- **REQUIREMENT**
All of the data beneath this instruction is to be transcribed word for word.
GIVEN RECORDS Start Marker
// Copyright 2024 Open Nexus OS Contributors
// SPDX-License-Identifier: Apache-2.0

//! CONTEXT: Minimal newtypes for safer syscall decoding (debug-friendly, low overhead)
//! OWNERS: @kernel-team
//! PUBLIC API: VirtAddr, ByteLen, Pid
//! DEPENDS_ON: mm::MAXVA
//! INVARIANTS: VirtAddr is always below MAXVA; ByteLen is never zero

use core::fmt;

use crate::mm::MAXVA;

/// User virtual address decoded from a syscall register.
#[derive(Copy, Clone, Debug, PartialEq, Eq)]
pub struct VirtAddr(usize);

impl VirtAddr {
    #[inline]
    pub fn new(addr: usize) -> Option<Self> {
        if addr < MAXVA {
            Some(Self(addr))
        } else {
            None
        }
    }

    #[inline]
    pub fn raw(self) -> usize {
        self.0
    }

    /// Returns the exclusive end of a `len`-byte range starting here, if it stays below MAXVA.
    #[inline]
    pub fn span_end(self, len: ByteLen) -> Option<usize> {
        self.0.checked_add(len.raw()).filter(|end| *end <= MAXVA)
    }
}

/// Non-zero byte count decoded from a syscall register.
#[derive(Copy, Clone, Debug, PartialEq, Eq)]
pub struct ByteLen(usize);

impl ByteLen {
    #[inline]
    pub fn new(bytes: usize) -> Option<Self> {
        if bytes == 0 {
            None
        } else {
            Some(Self(bytes))
        }
    }

    #[inline]
    pub fn raw(self) -> usize {
        self.0
    }
}

/// Process identifier.
///
/// **Ownership**: Only the process table creates PIDs; this subsystem only compares them.
#[derive(Copy, Clone, Debug, PartialEq, Eq, Hash, PartialOrd, Ord)]
#[repr(transparent)]
pub struct Pid(u32);

impl Pid {
    /// Creates a PID from a raw value.
    #[inline]
    pub const fn from_raw(raw: u32) -> Self {
        Self(raw)
    }

    /// Returns the raw PID value.
    #[inline]
    pub const fn as_raw(self) -> u32 {
        self.0
    }
}

impl fmt::Display for Pid {
    fn fmt(&self, f: &mut fmt::Formatter<'_>) -> fmt::Result {
        write!(f, "{}", self.as_raw())
    }
}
GIVEN RECORDS End Marker
- **RESULT FOR THIS EXERCISE**
// Copyright 2024 Open Nexus OS Contributors
// SPDX-License-Identifier: Apache-2.0

//! CONTEXT: Minimal newtypes for safer syscall decoding (debug-friendly, low overhead)
//! OWNERS: @kernel-team
//! PUBLIC API: VirtAddr, ByteLen, Pid
//! DEPENDS_ON: mm::MAXVA
//! INVARIANTS: VirtAddr is always below MAXVA; ByteLen is never zero

use core::fmt;

use crate::mm::MAXVA;

/// User virtual address decoded from a syscall register.
#[derive(Copy, Clone, Debug, PartialEq, Eq)]
pub struct VirtAddr(usize);

impl VirtAddr {
    #[inline]
    pub fn new(addr: usize) -> Option<Self> {
        if addr < MAXVA {
            Some(Self(addr))
        } else {
            None
        }
    }

    #[inline]
    pub fn raw(self) -> usize {
        self.0
    }

    /// Returns the exclusive end of a `len`-byte range starting here, if it stays below MAXVA.
    #[inline]
    pub fn span_end(self, len: ByteLen) -> Option<usize> {
        self.0.checked_add(len.raw()).filter(|end| *end <= MAXVA)
    }
}

/// Non-zero byte count decoded from a syscall register.
#[derive(Copy, Clone, Debug, PartialEq, Eq)]
pub struct ByteLen(usize);

impl ByteLen {
    #[inline]
    pub fn new(bytes: usize) -> Option<Self> {
        if bytes == 0 {
            None
        } else {
            Some(Self(bytes))
        }
    }

    #[inline]
    pub fn raw(self) -> usize {
        self.0
    }
}

/// Process identifier.
///
/// **Ownership**: Only the process table creates PIDs; this subsystem only compares them.
#[derive(Copy, Clone, Debug, PartialEq, Eq, Hash, PartialOrd, Ord)]
#[repr(transparent)]
pub struct Pid(u32);

impl Pid {
    /// Creates a PID from a raw value.
    #[inline]
    pub const fn from_raw(raw: u32) -> Self {
        Self(raw)
    }

    /// Returns the raw PID value.
    #[inline]
    pub const fn as_raw(self) -> u32 {
        self.0
    }
}

impl fmt::Display for Pid {
    fn fmt(&self, f: &mut fmt::Formatter<'_>) -> fmt::Result {
        write!(f, "{}", self.as_raw())
    }
}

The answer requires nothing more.